In type 1 diabetes, usually diagnosed in childhood, the body does not make any insulin because the immune system attacks and destroys pancreas cells that produce it.

People with type 1 diabetes need to take insulin daily. Nine out of 10 people with diabetes have type 2, however, usually diagnosed later in life.

Risk factors include being overweight, lack of physical activity, family history and high blood pressure. With type 2, the body doesn't make enough insulin or doesn't use insulin well - treatments range from lifestyle changes to drugs that help the body deal with the higher blood sugar levels. Most drugs work on boosting the insulin system.

But ATR-258, developed by Atrogi, a company founded by Tore Bengtsson, a physiology professor at Stockholm University, is a new class of medication that bypasses the insulin system.
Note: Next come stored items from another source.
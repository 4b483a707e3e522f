/*!
 * Batch translation engine.
 *
 * A batch is one list of requests run under one deadline. A fixed pool of
 * worker tasks pulls requests from a shared bounded queue, calls the
 * provider and sends exactly one response per pulled request back to the
 * collector, which runs in the caller's task. Cancellation is a shared flag:
 * once set, workers stop pulling new requests while calls already in flight
 * finish normally. Under `AbortOnFirstFailure` the worker that received the
 * failure sets the flag itself, before handing the response over.
 */

use futures::FutureExt;
use log::{debug, error, info};
use std::any::Any;
use std::panic::AssertUnwindSafe;
use std::sync::Arc;
use std::time::{Duration, Instant};
use tokio::sync::{Mutex, mpsc, watch};
use tokio::task::JoinSet;

use crate::app_config::{FailurePolicy, TranslationConfig};
use crate::errors::{ProviderError, TranslationError};
use crate::providers::TranslationProvider;

use super::model::{TranslationRequest, TranslationResponse};
use super::progress::ProgressSink;

/// Settings for one batch run
#[derive(Debug, Clone, Copy, PartialEq)]
pub struct BatchOptions {
    /// Number of workers; 0 is treated as 1
    pub concurrency: usize,
    /// Deadline for the whole batch
    pub timeout: Duration,
    pub failure_policy: FailurePolicy,
}

impl Default for BatchOptions {
    fn default() -> Self {
        Self::from(&TranslationConfig::default())
    }
}

impl From<&TranslationConfig> for BatchOptions {
    fn from(config: &TranslationConfig) -> Self {
        Self {
            concurrency: config.concurrency,
            timeout: config.timeout(),
            failure_policy: config.failure_policy,
        }
    }
}

/// Everything a batch produced before it ended
#[derive(Debug, Default)]
pub struct BatchOutcome {
    /// Responses in completion order
    pub responses: Vec<TranslationResponse>,
    /// Set when the batch cannot be trusted to be complete
    pub error: Option<TranslationError>,
}

impl BatchOutcome {
    pub fn succeeded(&self) -> usize {
        self.responses.iter().filter(|r| r.is_success()).count()
    }

    pub fn failed(&self) -> usize {
        self.responses.len() - self.succeeded()
    }

    pub fn is_complete(&self) -> bool {
        self.error.is_none()
    }
}

/// One-shot cancellation flag shared by the workers of a batch
#[derive(Debug)]
pub struct Cancellation {
    tx: watch::Sender<bool>,
}

impl Cancellation {
    pub fn new() -> Self {
        let (tx, _rx) = watch::channel(false);
        Self { tx }
    }

    /// Set the flag; returns true only for the call that actually set it
    pub fn cancel(&self) -> bool {
        self.tx.send_if_modified(|cancelled| {
            if *cancelled {
                false
            } else {
                *cancelled = true;
                true
            }
        })
    }

    pub fn is_cancelled(&self) -> bool {
        *self.tx.borrow()
    }

    pub fn subscribe(&self) -> watch::Receiver<bool> {
        self.tx.subscribe()
    }
}

impl Default for Cancellation {
    fn default() -> Self {
        Self::new()
    }
}

/// Resolves once the flag is set
async fn wait_cancelled(rx: &mut watch::Receiver<bool>) {
    if rx.wait_for(|cancelled| *cancelled).await.is_err() {
        // Sender gone: the batch itself was dropped.
        std::future::pending::<()>().await;
    }
}

fn panic_message(panic: &(dyn Any + Send)) -> String {
    panic
        .downcast_ref::<&str>()
        .map(|s| s.to_string())
        .or_else(|| panic.downcast_ref::<String>().cloned())
        .unwrap_or_else(|| "provider panicked".to_string())
}

/// Runs batches against one provider
#[derive(Debug, Clone)]
pub struct BatchTranslator {
    provider: Arc<dyn TranslationProvider>,
    options: BatchOptions,
}

impl BatchTranslator {
    pub fn new(provider: Arc<dyn TranslationProvider>, options: BatchOptions) -> Self {
        Self { provider, options }
    }

    pub fn options(&self) -> &BatchOptions {
        &self.options
    }

    pub fn provider(&self) -> &Arc<dyn TranslationProvider> {
        &self.provider
    }

    /// Translate every request, or as many as the policies allow
    ///
    /// The returned error is set when the batch was aborted by a failed
    /// response (`AbortOnFirstFailure` only), when the deadline elapsed, or
    /// when fewer responses than requests came back for any other reason.
    /// An abort takes precedence over a timeout.
    pub async fn translate_batch(
        &self,
        requests: Vec<TranslationRequest>,
        progress: Option<&dyn ProgressSink>,
    ) -> BatchOutcome {
        let total = requests.len();
        if total == 0 {
            return BatchOutcome::default();
        }

        let start_time = Instant::now();
        let workers = self.options.concurrency.max(1).min(total);
        let buffer = (workers * 2).min(total);

        let (request_tx, request_rx) = mpsc::channel::<TranslationRequest>(buffer);
        let (response_tx, mut response_rx) = mpsc::channel::<TranslationResponse>(buffer);
        let queue = Arc::new(Mutex::new(request_rx));
        let cancellation = Arc::new(Cancellation::new());
        let abort_on_failure = self.options.failure_policy == FailurePolicy::AbortOnFirstFailure;

        debug!(
            "Starting batch of {} requests with {} workers via {}",
            total,
            workers,
            self.provider.name()
        );

        let mut tasks = JoinSet::new();
        for worker_id in 0..workers {
            tasks.spawn(run_worker(
                worker_id,
                Arc::clone(&self.provider),
                Arc::clone(&queue),
                response_tx.clone(),
                Arc::clone(&cancellation),
                abort_on_failure,
            ));
        }
        drop(queue);
        drop(response_tx);

        let mut collector = Collector {
            responses: Vec::with_capacity(total),
            first_failure: None,
            total,
            abort_on_failure,
            cancellation: &cancellation,
            progress,
        };

        let mut producer_cancelled = cancellation.subscribe();
        let producer = async move {
            for request in requests {
                tokio::select! {
                    biased;
                    _ = wait_cancelled(&mut producer_cancelled) => break,
                    sent = request_tx.send(request) => {
                        if sent.is_err() {
                            break;
                        }
                    }
                }
            }
        };

        let collect = async {
            while let Some(response) = response_rx.recv().await {
                collector.record(response);
            }
        };

        let timed_out = tokio::time::timeout(self.options.timeout, async {
            tokio::join!(producer, collect);
        })
        .await
        .is_err();

        if timed_out {
            cancellation.cancel();
            tasks.abort_all();
        }

        while let Some(joined) = tasks.join_next().await {
            if let Err(e) = joined {
                if e.is_panic() {
                    error!("Translation worker panicked: {}", e);
                }
            }
        }

        if timed_out {
            // Every worker has stopped; keep what finished before the deadline.
            while let Ok(response) = response_rx.try_recv() {
                collector.record(response);
            }
        }

        let Collector {
            responses,
            first_failure,
            ..
        } = collector;
        let completed = responses.len();

        let error = first_failure
            .or_else(|| {
                timed_out.then(|| TranslationError::TimedOut {
                    completed,
                    total,
                    timeout: self.options.timeout,
                })
            })
            .or_else(|| (completed < total).then(|| TranslationError::Incomplete { completed, total }));

        let outcome = BatchOutcome { responses, error };
        info!(
            "Batch finished in {:?}: {} of {} requests succeeded, {} failed{}",
            start_time.elapsed(),
            outcome.succeeded(),
            total,
            outcome.failed(),
            if outcome.is_complete() { "" } else { " (incomplete)" }
        );
        outcome
    }
}

/// Response bookkeeping for one batch
struct Collector<'a> {
    responses: Vec<TranslationResponse>,
    first_failure: Option<TranslationError>,
    total: usize,
    abort_on_failure: bool,
    cancellation: &'a Cancellation,
    progress: Option<&'a dyn ProgressSink>,
}

impl Collector<'_> {
    fn record(&mut self, response: TranslationResponse) {
        if self.abort_on_failure && self.first_failure.is_none() {
            if let Err(e) = &response.outcome {
                self.first_failure = Some(TranslationError::BatchAborted {
                    key: response.key.clone(),
                    target_language: response.target_language.clone(),
                    source: e.clone(),
                });
                self.cancellation.cancel();
            }
        }

        self.responses.push(response);
        if let (Some(progress), Some(last)) = (self.progress, self.responses.last()) {
            progress.on_response(self.responses.len(), self.total, last);
        }
    }
}

async fn run_worker(
    worker_id: usize,
    provider: Arc<dyn TranslationProvider>,
    queue: Arc<Mutex<mpsc::Receiver<TranslationRequest>>>,
    responses: mpsc::Sender<TranslationResponse>,
    cancellation: Arc<Cancellation>,
    abort_on_failure: bool,
) {
    let mut cancelled = cancellation.subscribe();
    loop {
        if cancellation.is_cancelled() {
            break;
        }

        let next = tokio::select! {
            biased;
            _ = wait_cancelled(&mut cancelled) => None,
            request = async { queue.lock().await.recv().await } => request,
        };
        let Some(request) = next else {
            break;
        };
        if cancellation.is_cancelled() {
            break;
        }

        debug!(
            "Worker {} translating '{}' to {}",
            worker_id, request.key, request.target_language
        );

        let outcome = match AssertUnwindSafe(provider.translate(&request))
            .catch_unwind()
            .await
        {
            Ok(outcome) => outcome,
            Err(panic) => Err(ProviderError::Internal(panic_message(&*panic))),
        };

        let response = match outcome {
            Ok(text) => TranslationResponse::success(&request, text),
            Err(e) => {
                if abort_on_failure && cancellation.cancel() {
                    debug!(
                        "Worker {} cancelling batch after failure on '{}' ({})",
                        worker_id, request.key, request.target_language
                    );
                }
                TranslationResponse::failure(&request, e)
            }
        };

        if responses.send(response).await.is_err() {
            break;
        }
    }
}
It acts on muscle receptors, stimulating the muscles to take glucose out of the blood - to use for energy - and further lowering blood sugar levels independent of the pancreas and insulin.

Studies in rats showed ATR-258 lowers blood glucose to healthy levels and boosts insulin sensitivity - reducing the amount required.

Nearly 80 people are taking part in the trial at CRS Clinical Research Services, Mannheim, Germany.

"Current treatments for type 2 diabetes aim to over-stimulate the already dysfunctional insulin system, and seldom work well," says Professor Bengtsson.

"Over time, this means poor effectiveness and a risk of serious illness. Our treatment means that these problems can be avoided."

Commenting on the research, Dr Ali Aldibbiat, a consultant in diabetes and endocrinology in Kuwait and a researcher at Newcastle University, said: "It is exciting to see drugs that are independent of insulin.

"This ensures patients with type 2 diabetes can be treated for longer as internal insulin production tends to decline over time, which renders other treatments less effective.

"The genius of ATR-258 is it hacks the very mechanism that allows sugar to enter the cells for use as an energy source, a process otherwise dependent fully on insulin."